The input:
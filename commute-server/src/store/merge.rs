//! Recursive partial merge of JSON documents.

use serde_json::Value;

/// Merge `patch` into `existing`.
///
/// Keys present in `patch` overwrite the matching keys of `existing`; where
/// both sides hold an object the merge recurses. Keys absent from `patch`
/// are left untouched at every depth. Arrays are replaced, never merged.
/// A non-object `patch` replaces `existing` outright.
pub fn merge(existing: Value, patch: Value) -> Value {
    match (existing, patch) {
        (Value::Object(mut base), Value::Object(patch)) => {
            for (key, value) in patch {
                let merged = match base.remove(&key) {
                    Some(current) => merge(current, value),
                    None => value,
                };
                base.insert(key, merged);
            }
            Value::Object(base)
        }
        (_, patch) => patch,
    }
}

#[cfg(test)]
mod tests {
    use super::*;
    use serde_json::json;

    #[test]
    fn keeps_untouched_notification_flags() {
        let existing = json!({
            "commute_method": "Driving",
            "preparation_time": "0",
            "notification_preferences": {
                "morning_alarm": true,
                "event_alarm": true,
                "event_notification": true,
                "traffic_alerts": true,
                "weather_alerts": true,
            },
            "maxMissedBus": "1",
        });
        let patch = json!({
            "commute_method": "Transit",
            "preparation_time": "30",
            "notification_preferences": {
                "event_alarm": false,
                "event_notification": false,
            },
            "maxMissedBus": "5",
        });

        let merged = merge(existing, patch);

        assert_eq!(
            merged,
            json!({
                "commute_method": "Transit",
                "preparation_time": "30",
                "notification_preferences": {
                    "morning_alarm": true,
                    "event_alarm": false,
                    "event_notification": false,
                    "traffic_alerts": true,
                    "weather_alerts": true,
                },
                "maxMissedBus": "5",
            })
        );
    }

    #[test]
    fn recurses_through_several_levels() {
        let existing = json!({ "a": { "b": { "c": 1, "d": 2 }, "e": 3 } });
        let patch = json!({ "a": { "b": { "c": 10 } } });

        assert_eq!(
            merge(existing, patch),
            json!({ "a": { "b": { "c": 10, "d": 2 }, "e": 3 } })
        );
    }

    #[test]
    fn arrays_are_replaced_not_merged() {
        let existing = json!({ "tags": [1, 2, 3], "keep": [4] });
        let patch = json!({ "tags": [9] });

        assert_eq!(merge(existing, patch), json!({ "tags": [9], "keep": [4] }));
    }

    #[test]
    fn new_keys_are_added() {
        let existing = json!({ "a": 1 });
        let patch = json!({ "b": { "c": true } });

        assert_eq!(merge(existing, patch), json!({ "a": 1, "b": { "c": true } }));
    }

    #[test]
    fn object_patch_replaces_scalar() {
        let existing = json!({ "a": "flat" });
        let patch = json!({ "a": { "nested": 1 } });

        assert_eq!(merge(existing, patch), json!({ "a": { "nested": 1 } }));
    }

    #[test]
    fn explicit_null_overwrites() {
        let existing = json!({ "a": 1, "b": 2 });
        let patch = json!({ "a": null });

        assert_eq!(merge(existing, patch), json!({ "a": null, "b": 2 }));
    }

    #[test]
    fn empty_patch_is_identity() {
        let existing = json!({ "a": { "b": [1, 2] } });
        assert_eq!(merge(existing.clone(), json!({})), existing);
    }
}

Try it: Beginning with the first line, transcribe the complete listing exactly.

Completed task:
filename commute-server/src/store/merge.rs
//! Recursive partial merge of JSON documents.

use serde_json::Value;

/// Merge `patch` into `existing`.
///
/// Keys present in `patch` overwrite the matching keys of `existing`; where
/// both sides hold an object the merge recurses. Keys absent from `patch`
/// are left untouched at every depth. Arrays are replaced, never merged.
/// A non-object `patch` replaces `existing` outright.
pub fn merge(existing: Value, patch: Value) -> Value {
    match (existing, patch) {
        (Value::Object(mut base), Value::Object(patch)) => {
            for (key, value) in patch {
                let merged = match base.remove(&key) {
                    Some(current) => merge(current, value),
                    None => value,
                };
                base.insert(key, merged);
            }
            Value::Object(base)
        }
        (_, patch) => patch,
    }
}

#[cfg(test)]
mod tests {
    use super::*;
    use serde_json::json;

    #[test]
    fn keeps_untouched_notification_flags() {
        let existing = json!({
            "commute_method": "Driving",
            "preparation_time": "0",
            "notification_preferences": {
                "morning_alarm": true,
                "event_alarm": true,
                "event_notification": true,
                "traffic_alerts": true,
                "weather_alerts": true,
            },
            "maxMissedBus": "1",
        });
        let patch = json!({
            "commute_method": "Transit",
            "preparation_time": "30",
            "notification_preferences": {
                "event_alarm": false,
                "event_notification": false,
            },
            "maxMissedBus": "5",
        });

        let merged = merge(existing, patch);

        assert_eq!(
            merged,
            json!({
                "commute_method": "Transit",
                "preparation_time": "30",
                "notification_preferences": {
                    "morning_alarm": true,
                    "event_alarm": false,
                    "event_notification": false,
                    "traffic_alerts": true,
                    "weather_alerts": true,
                },
                "maxMissedBus": "5",
            })
        );
    }

    #[test]
    fn recurses_through_several_levels() {
        let existing = json!({ "a": { "b": { "c": 1, "d": 2 }, "e": 3 } });
        let patch = json!({ "a": { "b": { "c": 10 } } });

        assert_eq!(
            merge(existing, patch),
            json!({ "a": { "b": { "c": 10, "d": 2 }, "e": 3 } })
        );
    }

    #[test]
    fn arrays_are_replaced_not_merged() {
        let existing = json!({ "tags": [1, 2, 3], "keep": [4] });
        let patch = json!({ "tags": [9] });

        assert_eq!(merge(existing, patch), json!({ "tags": [9], "keep": [4] }));
    }

    #[test]
    fn new_keys_are_added() {
        let existing = json!({ "a": 1 });
        let patch = json!({ "b": { "c": true } });

        assert_eq!(merge(existing, patch), json!({ "a": 1, "b": { "c": true } }));
    }

    #[test]
    fn object_patch_replaces_scalar() {
        let existing = json!({ "a": "flat" });
        let patch = json!({ "a": { "nested": 1 } });

        assert_eq!(merge(existing, patch), json!({ "a": { "nested": 1 } }));
    }

    #[test]
    fn explicit_null_overwrites() {
        let existing = json!({ "a": 1, "b": 2 });
        let patch = json!({ "a": null });

        assert_eq!(merge(existing, patch), json!({ "a": null, "b": 2 }));
    }

    #[test]
    fn empty_patch_is_identity() {
        let existing = json!({ "a": { "b": [1, 2] } });
        assert_eq!(merge(existing.clone(), json!({})), existing);
    }
}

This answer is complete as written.